En 1958, l’auteur Paul Gallico donne naissance au personnage fantasque de Mrs. Harris. Dans un récit oscillant entre humour et ingénuité, l’écrivain esquisse pour la première fois les contours d’une héroïne qui allait durablement marquer sa carrière. Si l’auteur reste également célèbre pour ses ouvrages L’oie des neiges et L’aventure du Poséidon, sa série de romans autour de cette femme de ménage londonienne apparaît comme un fil rouge de son oeuvre. En quatre romans distincts, tous de véritables succès de librairie, l’artiste emploie sa plume pour faire voyager sa création, entre la France, New York et Moscou. Candide par nature, Mrs. Harris apprend les us et coutumes de chacune des contrées qu’elle découvre et fait de chaque rencontre une leçon de vie, dans des récits qui prennent l’apparence de contes moraux. Des fleurs pour Mrs. Harris, la première étape de cette saga littéraire, transporte ainsi l’humble veuve des faubourgs anglais jusqu’au quartiers huppés parisiens et fait vivre à l’héroïne un grand écart social propice à souligner les inégalités de l’après-guerre. Malgré la renommée de chaque livre, plus de 70 ans auront été nécessaires pour que Mrs. Harris quitte le papier afin d’investir le monde du cinéma. Plusieurs téléfilms la mettant en scène ont émaillé le XXème siècle, mais jamais le septième art n’avait posé son regard sur l’héroïne débonnaire. Reprenant la trame du premier ouvrage, Une robe pour Mrs. Harris, de Anthony Fabian, opère cette réunion attendue par les adeptes de Paul Gallico. Malheureusement, le film se révèle être un échec total qui s’apparente davantage à une torture artistique de chaque seconde qu’à une virée légère et enjouée.   
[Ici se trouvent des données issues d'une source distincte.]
fn lexically_normalize(path: &Path) -> PathBuf {
    path.components().fold(PathBuf::new(), |mut acc, component| {
        match component {
            Component::ParentDir => {
                if !acc.pop() {
                    acc.push(component);
                }
            }
            Component::CurDir => {}
            _ => acc.push(component),
        }
        acc
    })
}

pub fn parse_log_output(output: &str) -> Result<Vec<LogEntry>, GitVisionError> {
    let mut entries = Vec::new();
    for record in output.split(RECORD_SEP) {
        let record = record.trim_start_matches(['\n', '\r']);
        if record.trim().is_empty() {
            continue;
        }
        let mut fields = record.splitn(4, FIELD_SEP);
        let (Some(hash), Some(parents), Some(date), Some(subject)) =
            (fields.next(), fields.next(), fields.next(), fields.next())
        else {
            return Err(GitVisionError::Generic(format!(
                "Malformed git log record: {:?}",
                record
            )));
        };
        let date = DateTime::parse_from_rfc3339(date.trim()).map_err(|e| {
            GitVisionError::Generic(format!("Invalid commit date '{}': {}", date, e))
        })?;
        entries.push(LogEntry {
            hash: hash.trim().to_string(),
            parents: parents.split_whitespace().map(str::to_string).collect(),
            date,
            subject: subject.trim_end().to_string(),
        });
    }
    Ok(entries)
}

/// Leading hash token of each `git blame -l` line. Boundary markers (`^`) are stripped.
pub fn parse_blame_hashes(output: &str) -> Vec<String> {
    output
        .lines()
        .filter_map(|line| line.split_whitespace().next())
        .map(|token| token.trim_start_matches('^').to_string())
        .collect()
}

/// Helper to execute a git command
pub fn exec_git(args: &[String]) -> Result<Output, GitVisionError> {
    let mut cmd = Command::new(config::Config::get().git_cmd());
    cmd.args(args);

    #[cfg(windows)]
    {
        if !is_interactive_terminal() {
            cmd.creation_flags(CREATE_NO_WINDOW);
        }
    }

    let output = cmd.output().map_err(GitVisionError::IoError)?;

    if !output.status.success() {
        let code = output.status.code();
        let stderr = String::from_utf8_lossy(&output.stderr).to_string();
        return Err(GitVisionError::GitCliError {
            code,
            stderr,
            args: args.to_vec(),
        });
    }

    Ok(output)
}

pub fn find_repository(global_args: &[String]) -> Result<Repository, GitVisionError> {
    let mut top_level_args = global_args.to_owned();
    top_level_args.push("rev-parse".to_string());
    top_level_args.push("--show-toplevel".to_string());

    let output = exec_git(&top_level_args).map_err(|e| match e {
        GitVisionError::GitCliError { .. } => {
            GitVisionError::NotARepository(command_base_dir(global_args).display().to_string())
        }
        other => other,
    })?;
    let workdir = PathBuf::from(String::from_utf8(output.stdout)?.trim());

    if workdir.as_os_str().is_empty() || !workdir.is_dir() {
        return Err(GitVisionError::NotARepository(workdir.display().to_string()));
    }

    let canonical_workdir = workdir.canonicalize().unwrap_or_else(|_| workdir.clone());

    Ok(Repository {
        global_args: vec!["-C".to_string(), workdir.to_string_lossy().to_string()],
        workdir,
        canonical_workdir,
    })
}

pub fn find_repository_in_path(path: &str) -> Result<Repository, GitVisionError> {
    let global_args = vec!["-C".to_string(), path.to_string()];
    find_repository(&global_args)
}

fn command_base_dir(global_args: &[String]) -> PathBuf {
    global_args
        .iter()
        .position(|a| a == "-C")
        .and_then(|i| global_args.get(i + 1))
        .map(PathBuf::from)
        .unwrap_or_else(|| std::env::current_dir().unwrap_or_default())
}

#[cfg(test)]
mod tests {
    use super::*;
    use std::fs;
    use std::process::Command;

    fn run_git(cwd: &Path, args: &[&str]) {
        let output = Command::new("git")
            .args(args)
            .current_dir(cwd)
            .output()
            .expect("git command should run");
        assert!(
            output.status.success(),
            "git {:?} failed:\nstdout: {}\nstderr: {}",
            args,
            String::from_utf8_lossy(&output.stdout),
            String::from_utf8_lossy(&output.stderr)
        );
    }

    fn init_repo(dir: &Path) {
        run_git(dir, &["init", "-q"]);
        run_git(dir, &["config", "user.name", "Test User"]);
        run_git(dir, &["config", "user.email", "test@example.com"]);
    }

    #[test]
    fn test_parse_log_output_records() {
        let output = "aaa\x1f\x1f2024-03-01T10:00:00+01:00\x1finitial\x1e\n\
                      bbb\x1faaa ccc\x1f2024-03-02T10:00:00+00:00\x1fMerge branch 'x'\x1e";
        let entries = parse_log_output(output).unwrap();
        assert_eq!(entries.len(), 2);
        assert_eq!(entries[0].hash, "aaa");
        assert!(entries[0].parents.is_empty());
        assert_eq!(entries[0].subject, "initial");
        assert_eq!(entries[1].parents, vec!["aaa".to_string(), "ccc".to_string()]);
        assert_eq!(entries[1].date.to_rfc3339(), "2024-03-02T10:00:00+00:00");
    }

    #[test]
    fn test_parse_log_output_keeps_separators_in_subject() {
        let output = "aaa\x1f\x1f2024-03-01T10:00:00+00:00\x1ffix: a - b - c\x1e";
        let entries = parse_log_output(output).unwrap();
        assert_eq!(entries[0].subject, "fix: a - b - c");
    }

    #[test]
    fn test_parse_log_output_rejects_bad_date() {
        let output = "aaa\x1f\x1fyesterday\x1fsubject\x1e";
        assert!(parse_log_output(output).is_err());
    }

    #[test]
    fn test_parse_log_output_empty() {
        assert!(parse_log_output("").unwrap().is_empty());
    }

    #[test]
    fn test_parse_blame_hashes() {
        let output = "\
1111111111111111111111111111111111111111 (Test User 2024-01-01 10:00:00 +0000 1) one
^222222222222222222222222222222222222222 (Test User 2024-01-01 10:00:00 +0000 2) two
0000000000000000000000000000000000000000 (Not Committed Yet 2024-01-02 10:00:00 +0000 3) three
";
        assert_eq!(
            parse_blame_hashes(output),
            vec![
                "1111111111111111111111111111111111111111".to_string(),
                "222222222222222222222222222222222222222".to_string(),
                "0000000000000000000000000000000000000000".to_string(),
            ]
        );
    }

    #[test]
    fn test_lexically_normalize() {
        assert_eq!(
            lexically_normalize(Path::new("a/./b/../c")),
            PathBuf::from("a/c")
        );
        assert_eq!(lexically_normalize(Path::new("../x")), PathBuf::from("../x"));
    }

    #[test]
    fn test_find_repository_outside_repo_is_not_a_repository() {
        let temp = tempfile::tempdir().expect("tempdir");
        let err = find_repository_in_path(&temp.path().to_string_lossy()).unwrap_err();
        assert!(matches!(err, GitVisionError::NotARepository(_)));
    }

    #[test]
    fn test_repository_operations_on_small_history() {
        let temp = tempfile::tempdir().expect("tempdir");
        let dir = temp.path();
        init_repo(dir);
        fs::create_dir_all(dir.join("src")).unwrap();
        fs::write(dir.join("src/a.txt"), "one\ntwo\n").unwrap();
        run_git(dir, &["add", "."]);
        run_git(dir, &["commit", "-q", "-m", "first"]);
        fs::write(dir.join("src/a.txt"), "one\ntwo\nthree\n").unwrap();
        fs::write(dir.join("b.txt"), "bee\n").unwrap();
        run_git(dir, &["add", "."]);
        run_git(dir, &["commit", "-q", "-m", "second"]);

        let repo = find_repository_in_path(&dir.to_string_lossy()).unwrap();
        let log = repo.log_entries().unwrap();
        assert_eq!(log.len(), 2);
        assert_eq!(log[0].subject, "second");
        assert_eq!(log[1].subject, "first");

        let roots = repo.root_commits().unwrap();
        assert!(roots.contains(&log[1].hash));

        let mut files = repo.ls_files().unwrap();
        files.sort();
        assert_eq!(files, vec!["b.txt".to_string(), "src/a.txt".to_string()]);

        let mut changed = repo.diff_commit_names(&log[0].hash).unwrap();
        changed.sort();
        assert_eq!(changed, vec!["b.txt".to_string(), "src/a.txt".to_string()]);

        let blame = repo.blame_line_hashes("src/a.txt").unwrap();
        assert_eq!(blame, vec![log[1].hash.clone(), log[1].hash.clone(), log[0].hash.clone()]);

        assert_eq!(repo.commit_subject(&log[1].hash).unwrap(), "first");
        assert!(repo.diff_worktree_names().unwrap().is_empty());

        let head = repo.head_state();
        assert_eq!(head.head_sha.as_deref(), Some(log[0].hash.as_str()));
        assert!(head.refname.is_some());

        assert_eq!(
            repo.relative_path(&dir.join("src/a.txt")).as_deref(),
            Some("src/a.txt")
        );
        assert_eq!(repo.relative_path(Path::new("src/../b.txt")).as_deref(), Some("b.txt"));
        assert_eq!(repo.relative_path(Path::new("../outside.txt")), None);
    }
}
La base du récit originel est pourtant la même. Mrs. Harris (Lesley Manville) est une modeste servante londonienne qui vit des maigres revenus obtenus en faisant le ménage chez les habitants fortunés de la capitale anglaise. Seule depuis des années, la protagoniste entretient le maigre espoir que son mari parti à la guerre reviendra un jour. Lorsqu’elle apprend le décès de son compagnon dans un accident d’avion, Mrs. Harris se retrouve désemparée et décide d’utiliser la pension que lui octroie l’armée pour accomplir son rêve le plus fou, se rendre à Paris afin d’acquérir une onéreuse robe de la maison de haute couture Dior. Sur place, elle se heurte à la bourgeoisie française et à ses codes qu’elle ne maîtrise pas. Heureusement, la bonté excessive d’une galerie de personnages secondaires insipides lui permet d’accomplir son curieux projet.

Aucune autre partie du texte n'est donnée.